**Saved entries**:
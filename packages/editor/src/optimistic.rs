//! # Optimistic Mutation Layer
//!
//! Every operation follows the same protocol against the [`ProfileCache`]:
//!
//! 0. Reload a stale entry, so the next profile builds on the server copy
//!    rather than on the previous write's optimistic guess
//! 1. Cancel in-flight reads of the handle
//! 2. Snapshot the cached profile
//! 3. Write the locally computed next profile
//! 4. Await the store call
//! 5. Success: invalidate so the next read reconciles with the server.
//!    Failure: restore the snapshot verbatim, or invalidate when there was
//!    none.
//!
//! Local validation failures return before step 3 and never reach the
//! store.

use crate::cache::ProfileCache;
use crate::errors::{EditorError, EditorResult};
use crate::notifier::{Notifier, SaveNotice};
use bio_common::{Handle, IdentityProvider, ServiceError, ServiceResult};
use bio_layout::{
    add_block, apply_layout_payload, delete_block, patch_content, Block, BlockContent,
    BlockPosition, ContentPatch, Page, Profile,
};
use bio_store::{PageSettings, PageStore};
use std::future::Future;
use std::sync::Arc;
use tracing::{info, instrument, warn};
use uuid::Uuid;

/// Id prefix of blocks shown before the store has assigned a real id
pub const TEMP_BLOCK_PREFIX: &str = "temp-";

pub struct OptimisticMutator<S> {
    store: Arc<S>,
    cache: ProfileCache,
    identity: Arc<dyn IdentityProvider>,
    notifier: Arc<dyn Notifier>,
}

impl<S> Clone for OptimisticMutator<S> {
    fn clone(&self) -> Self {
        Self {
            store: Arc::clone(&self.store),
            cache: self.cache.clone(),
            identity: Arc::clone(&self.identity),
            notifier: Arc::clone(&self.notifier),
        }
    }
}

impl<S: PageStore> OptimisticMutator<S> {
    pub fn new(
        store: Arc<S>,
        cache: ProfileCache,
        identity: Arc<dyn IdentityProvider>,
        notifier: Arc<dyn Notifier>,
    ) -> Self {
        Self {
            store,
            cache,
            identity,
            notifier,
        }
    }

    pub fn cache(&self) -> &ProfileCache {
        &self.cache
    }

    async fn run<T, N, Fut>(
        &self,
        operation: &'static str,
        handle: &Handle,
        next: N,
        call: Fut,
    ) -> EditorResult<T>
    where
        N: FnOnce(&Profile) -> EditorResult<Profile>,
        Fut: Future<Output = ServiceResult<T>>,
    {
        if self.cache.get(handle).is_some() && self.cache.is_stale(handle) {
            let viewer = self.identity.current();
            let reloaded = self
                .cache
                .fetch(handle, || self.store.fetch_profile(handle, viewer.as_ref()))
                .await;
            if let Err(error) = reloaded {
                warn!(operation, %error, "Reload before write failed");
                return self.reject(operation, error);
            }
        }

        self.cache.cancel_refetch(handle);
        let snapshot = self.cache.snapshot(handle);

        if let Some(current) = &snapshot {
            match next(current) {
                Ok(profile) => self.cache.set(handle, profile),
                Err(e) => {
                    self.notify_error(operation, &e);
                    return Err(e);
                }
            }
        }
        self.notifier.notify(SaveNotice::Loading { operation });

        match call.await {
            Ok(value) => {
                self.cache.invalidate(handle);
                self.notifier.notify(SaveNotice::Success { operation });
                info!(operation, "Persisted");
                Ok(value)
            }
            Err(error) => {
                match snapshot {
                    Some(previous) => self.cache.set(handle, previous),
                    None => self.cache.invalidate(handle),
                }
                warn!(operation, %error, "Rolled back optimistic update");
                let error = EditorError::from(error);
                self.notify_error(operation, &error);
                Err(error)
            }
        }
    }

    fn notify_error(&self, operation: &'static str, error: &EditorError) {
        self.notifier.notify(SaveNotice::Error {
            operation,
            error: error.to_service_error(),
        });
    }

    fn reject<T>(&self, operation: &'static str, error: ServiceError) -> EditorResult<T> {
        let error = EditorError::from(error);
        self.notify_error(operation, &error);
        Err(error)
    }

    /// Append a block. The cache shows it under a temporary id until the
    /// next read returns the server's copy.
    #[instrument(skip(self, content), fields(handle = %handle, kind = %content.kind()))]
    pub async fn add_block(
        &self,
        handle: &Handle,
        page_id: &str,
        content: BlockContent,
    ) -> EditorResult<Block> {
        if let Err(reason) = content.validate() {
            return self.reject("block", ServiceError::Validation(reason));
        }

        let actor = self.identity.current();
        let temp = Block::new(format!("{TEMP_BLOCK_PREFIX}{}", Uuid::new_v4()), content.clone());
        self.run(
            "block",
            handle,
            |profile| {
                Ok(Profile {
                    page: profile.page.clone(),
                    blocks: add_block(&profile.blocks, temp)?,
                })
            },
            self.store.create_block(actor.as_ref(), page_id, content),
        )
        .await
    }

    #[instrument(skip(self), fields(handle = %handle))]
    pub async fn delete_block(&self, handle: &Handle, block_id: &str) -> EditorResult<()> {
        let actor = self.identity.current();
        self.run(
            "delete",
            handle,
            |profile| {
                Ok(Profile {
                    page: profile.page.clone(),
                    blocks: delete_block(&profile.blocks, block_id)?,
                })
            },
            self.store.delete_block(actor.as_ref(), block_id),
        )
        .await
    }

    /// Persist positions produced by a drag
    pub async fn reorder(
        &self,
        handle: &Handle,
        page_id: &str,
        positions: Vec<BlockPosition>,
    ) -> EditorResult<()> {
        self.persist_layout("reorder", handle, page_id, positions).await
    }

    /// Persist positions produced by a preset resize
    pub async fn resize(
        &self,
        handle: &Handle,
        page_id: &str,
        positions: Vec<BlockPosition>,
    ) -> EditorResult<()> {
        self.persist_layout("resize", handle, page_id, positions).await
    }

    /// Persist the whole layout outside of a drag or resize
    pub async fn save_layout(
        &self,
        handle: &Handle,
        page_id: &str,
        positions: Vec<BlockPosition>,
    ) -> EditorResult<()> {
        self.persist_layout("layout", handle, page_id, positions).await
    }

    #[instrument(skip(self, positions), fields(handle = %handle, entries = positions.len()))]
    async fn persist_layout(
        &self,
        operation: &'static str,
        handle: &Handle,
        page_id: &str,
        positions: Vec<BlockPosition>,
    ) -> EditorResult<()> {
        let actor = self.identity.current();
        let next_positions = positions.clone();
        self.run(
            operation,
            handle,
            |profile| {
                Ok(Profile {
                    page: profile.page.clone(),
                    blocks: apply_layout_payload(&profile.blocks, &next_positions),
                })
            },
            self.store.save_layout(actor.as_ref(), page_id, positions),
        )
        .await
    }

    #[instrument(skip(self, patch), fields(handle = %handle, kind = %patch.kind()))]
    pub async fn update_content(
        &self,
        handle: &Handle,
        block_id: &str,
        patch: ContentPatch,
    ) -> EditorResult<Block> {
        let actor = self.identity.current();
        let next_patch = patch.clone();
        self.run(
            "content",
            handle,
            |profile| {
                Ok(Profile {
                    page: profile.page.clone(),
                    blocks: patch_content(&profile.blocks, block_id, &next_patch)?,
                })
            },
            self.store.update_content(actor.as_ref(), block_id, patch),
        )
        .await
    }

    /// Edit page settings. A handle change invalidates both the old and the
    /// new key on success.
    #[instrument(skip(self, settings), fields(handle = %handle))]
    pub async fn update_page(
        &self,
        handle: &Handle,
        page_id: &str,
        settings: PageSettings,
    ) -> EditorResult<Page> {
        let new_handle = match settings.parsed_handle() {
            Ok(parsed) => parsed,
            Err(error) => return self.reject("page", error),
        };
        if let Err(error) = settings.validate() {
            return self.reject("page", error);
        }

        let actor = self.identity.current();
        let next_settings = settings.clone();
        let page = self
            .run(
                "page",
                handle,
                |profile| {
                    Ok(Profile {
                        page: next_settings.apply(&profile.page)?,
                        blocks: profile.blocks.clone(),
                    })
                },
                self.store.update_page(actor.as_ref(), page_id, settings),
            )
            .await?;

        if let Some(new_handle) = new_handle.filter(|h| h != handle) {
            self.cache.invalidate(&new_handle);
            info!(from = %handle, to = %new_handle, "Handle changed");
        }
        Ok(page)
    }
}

**Required action**: With the line containing "the server copy" as the last one, please set down exactly the lines of the records above from their very first line, and nothing more.

**Written response**:
filename packages/editor/src/optimistic.rs
//! # Optimistic Mutation Layer
//!
//! Every operation follows the same protocol against the [`ProfileCache`]:
//!
//! 0. Reload a stale entry, so the next profile builds on the server copy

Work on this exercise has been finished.